Mais à une époque où les forces productives étouffent dans le cadre "national" créé par le capitalisme à ses débuts, cette expropriation n'est pas possible à l'intérieur d'un seul pays. En Europe, cette expropriation n'est possible que dans le cadre de plusieurs pays capitalistes avancés, France, Allemagne, Italie, les Balkans, etc. pratiquement dans le cadre européen ; c'est précisément ce qui est formulé dans les "Etats-Unis socialistes d'Europe". Ainsi compris, le socialisme conduit vers de nouvelles formes, supérieures, de société, où les besoins légitimes et les aspirations progressives des travailleurs de chaque nationalité seront pour la première fois satisfaits dans l'unité internationale, après l'abolition des barrières nationales actuelles.

A l'anarchie capitaliste, basée sur "l'initiative" (c'est-à-dire sur le profit) du capitaliste individuel, succédera la production socialiste, basée sur le plan, qui assurera la marche de la production des biens, ainsi que celle de leur répartition, suivant les intérêts des véritables producteurs, les ouvriers et les paysans.

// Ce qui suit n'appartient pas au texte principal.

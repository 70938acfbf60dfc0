//! Read-only scans over the detection log and snapshot series
//!
//! ```text
//! detection_events (newest N) ──▶ RaceDetector       (same token+count, ranked by arrival)
//!                             └─▶ ContainerActivity  (per-source tallies)
//! orderbook_snapshots         ──▶ OrderbookAnalyzer  (history, best price, samples)
//! token_counts + series       ──▶ Overview           (stats, listings, liveness)
//! ```

pub mod container_activity;
pub mod orderbook;
pub mod overview;
pub mod price_level;
pub mod races;

pub use container_activity::{ActivityReport, ContainerActivity, ContainerStat};
pub use orderbook::{BestPriceReport, OrderbookAnalyzer, OrderbookHistory, SampleReport, SnapshotSample};
pub use overview::{Overview, SortBy, Stats, TokenCount, TokenDetail};
pub use price_level::{Level, LevelError, PriceLevel};
pub use races::{find_races, Race, RaceDetector, RacePlacement, RaceReport};
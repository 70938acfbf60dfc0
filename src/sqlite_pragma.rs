//! Shared SQLite tuning applied to every connection we open

use rusqlite::Connection;

/// Apply the PRAGMA set used by both the writer and reader sides
///
/// - `journal_mode = WAL` so tail readers never block appends
/// - `synchronous = NORMAL` (safe with WAL)
/// - `temp_store = MEMORY`
/// - 256MB mmap, 64MB page cache
/// - checkpoint every 1000 pages
pub fn apply_optimized_pragmas(conn: &Connection) -> rusqlite::Result<()> {
    conn.pragma_update(None, "journal_mode", "WAL")?;
    conn.pragma_update(None, "synchronous", "NORMAL")?;
    conn.pragma_update(None, "temp_store", "MEMORY")?;
    conn.pragma_update(None, "mmap_size", 268_435_456i64)?;
    conn.pragma_update(None, "cache_size", -65_536i64)?;
    conn.pragma_update(None, "wal_autocheckpoint", 1000)?;
    conn.busy_timeout(std::time::Duration::from_secs(5))?;
    Ok(())
}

Politiquement, socialisme signifie avant tout l'éveil à la conscience de leur rôle historique des larges masses exploitées – notamment des couches les plus défavorisées : femmes et jeunes. C'est leur irruption violente sur la scène politique, la prise de leurs destinées en leurs propres mains.

Cela exige le bouleversement jusqu'au fondement (c'est-à-dire jusqu'à la structure économique, jusqu'aux rapports de propriété) de la vieille société de classes. Cela exige la destruction complète du vieil Etat, qui est le "talon de fer" que la bourgeoisie fait peser sur le prolétariat. Cela exige, contre les tentatives désespérées de la bourgeoisie de rétablir sa dictature, la construction d'un nouvel appareil d'Etat, outil de la domination de la majorité contre la minorité exploitrice hier encore, dictature impitoyable pour les oppresseurs – plus large démocratie possible pour les opprimés.

Ces conditions, le prolétariat les réalise au moyen de sa dictature, du POUVOIR DES SOVIETS.

L'instrument de cette dictature, du réveil des travailleurs, c'est le Parti révolutionnaire, groupant les éléments les plus conscients, les plus dévoués, les plus résolus de la classe ouvrière. Il la représente en entier, car à travers les flux et les reflux de la lutte sociale, il en exprime les intérêts permanents. Il est l'outil, l'arme intelligente par quoi la théorie marxiste passe dans la vie, rendant capable la transformation du monde. Tel fut le Parti de Lénine, puisant sa discipline dans le dévouement à la révolution, dans les rapports étroits avec le prolétariat et des larges masses exploitées, dans la claire vision des buts à atteindre. La tâche qui se pose devant les ouvriers d'avant-garde aujourd'hui, sur tous les champs de bataille, c'est de construire un tel Parti. De leur réussite ou de leur échec dépend leur sort dans les prochaines décades.